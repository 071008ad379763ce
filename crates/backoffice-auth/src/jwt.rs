//! JWT (JSON Web Token) handling

use chrono::{Duration, Utc};
use jsonwebtoken::{decode, encode, Algorithm, DecodingKey, EncodingKey, Header, Validation};
use serde::{Deserialize, Serialize};
use thiserror::Error;

/// Default token lifetime
pub const DEFAULT_TOKEN_HOURS: i64 = 24;

/// JWT claims for back-office sessions
#[derive(Debug, Clone, Serialize, Deserialize, PartialEq)]
pub struct JwtClaims {
    /// Subject (user ID as string)
    pub sub: String,
    /// Numeric user ID
    pub user_id: i32,
    pub username: String,
    /// Issued at (timestamp)
    pub iat: i64,
    /// Expiration time (timestamp)
    pub exp: i64,
    /// Issuer
    pub iss: String,
}

impl JwtClaims {
    pub fn new(user_id: i32, username: String, issuer: String, validity: Duration) -> Self {
        let now = Utc::now();
        let exp = now + validity;

        Self {
            sub: user_id.to_string(),
            user_id,
            username,
            iat: now.timestamp(),
            exp: exp.timestamp(),
            iss: issuer,
        }
    }

    pub fn is_expired(&self) -> bool {
        Utc::now().timestamp() > self.exp
    }

    /// Seconds left before expiry, zero once expired
    pub fn expires_in(&self) -> i64 {
        (self.exp - Utc::now().timestamp()).max(0)
    }
}

/// JWT errors
#[derive(Debug, Error)]
pub enum JwtError {
    #[error("JWT encoding error: {0}")]
    EncodingError(#[from] jsonwebtoken::errors::Error),

    #[error("Token expired")]
    TokenExpired,
}

/// JWT validator
pub struct JwtValidator {
    decoding_key: DecodingKey,
    validation: Validation,
}

impl JwtValidator {
    /// Create a new JWT validator using HMAC-SHA256 (symmetric secret)
    ///
    /// Validates the signature and expiration only.
    pub fn new(secret: &[u8]) -> Self {
        let mut validation = Validation::new(Algorithm::HS256);
        validation.validate_exp = true;
        validation.validate_aud = false;
        validation.validate_nbf = false;
        // Leeway would let just-expired tokens through
        validation.leeway = 0;

        Self {
            decoding_key: DecodingKey::from_secret(secret),
            validation,
        }
    }

    pub fn with_issuer(mut self, issuer: String) -> Self {
        self.validation.set_issuer(&[issuer]);
        self
    }

    pub fn validate(&self, token: &str) -> Result<JwtClaims, JwtError> {
        let token_data = decode::<JwtClaims>(token, &self.decoding_key, &self.validation)?;

        if token_data.claims.is_expired() {
            return Err(JwtError::TokenExpired);
        }

        Ok(token_data.claims)
    }

    /// Encode JWT using HMAC-SHA256 (symmetric secret)
    pub fn encode(secret: &[u8], claims: &JwtClaims) -> Result<String, JwtError> {
        let header = Header::new(Algorithm::HS256);
        let encoding_key = EncodingKey::from_secret(secret);

        Ok(encode(&header, claims, &encoding_key)?)
    }
}

#[cfg(test)]
mod tests {
    use super::*;

    const TEST_SECRET: &[u8] = b"test_secret_key_1234567890";

    #[test]
    fn test_jwt_encode_decode() {
        let claims = JwtClaims::new(
            7,
            "admin".to_string(),
            "backoffice".to_string(),
            Duration::hours(1),
        );

        let token = JwtValidator::encode(TEST_SECRET, &claims).unwrap();

        let validator = JwtValidator::new(TEST_SECRET).with_issuer("backoffice".to_string());
        let decoded = validator.validate(&token).unwrap();

        assert_eq!(decoded, claims);
        assert_eq!(decoded.sub, "7");
    }

    #[test]
    fn test_expired_token() {
        let claims = JwtClaims::new(
            1,
            "admin".to_string(),
            "backoffice".to_string(),
            Duration::seconds(-10), // Already expired
        );

        assert!(claims.is_expired());
        assert_eq!(claims.expires_in(), 0);

        let token = JwtValidator::encode(TEST_SECRET, &claims).unwrap();
        let result = JwtValidator::new(TEST_SECRET).validate(&token);

        assert!(result.is_err());
    }

    #[test]
    fn test_wrong_secret_rejected() {
        let claims = JwtClaims::new(
            1,
            "admin".to_string(),
            "backoffice".to_string(),
            Duration::hours(1),
        );
        let token = JwtValidator::encode(b"other-secret", &claims).unwrap();

        assert!(JwtValidator::new(TEST_SECRET).validate(&token).is_err());
    }

    #[test]
    fn test_wrong_issuer_rejected() {
        let claims = JwtClaims::new(
            1,
            "admin".to_string(),
            "someone-else".to_string(),
            Duration::hours(1),
        );
        let token = JwtValidator::encode(TEST_SECRET, &claims).unwrap();

        let validator = JwtValidator::new(TEST_SECRET).with_issuer("backoffice".to_string());
        assert!(validator.validate(&token).is_err());
    }

    #[test]
    fn test_garbage_token_rejected() {
        assert!(JwtValidator::new(TEST_SECRET).validate("not.a.jwt").is_err());
    }
}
+++
● **PROBLEM STATEMENT**: In the listing above, which lines include the string "const"? Return every one of them.

● **RESULT OF THE EXERCISE**:
pub const DEFAULT_TOKEN_HOURS: i64 = 24;
    const TEST_SECRET: &[u8] = b"test_secret_key_1234567890";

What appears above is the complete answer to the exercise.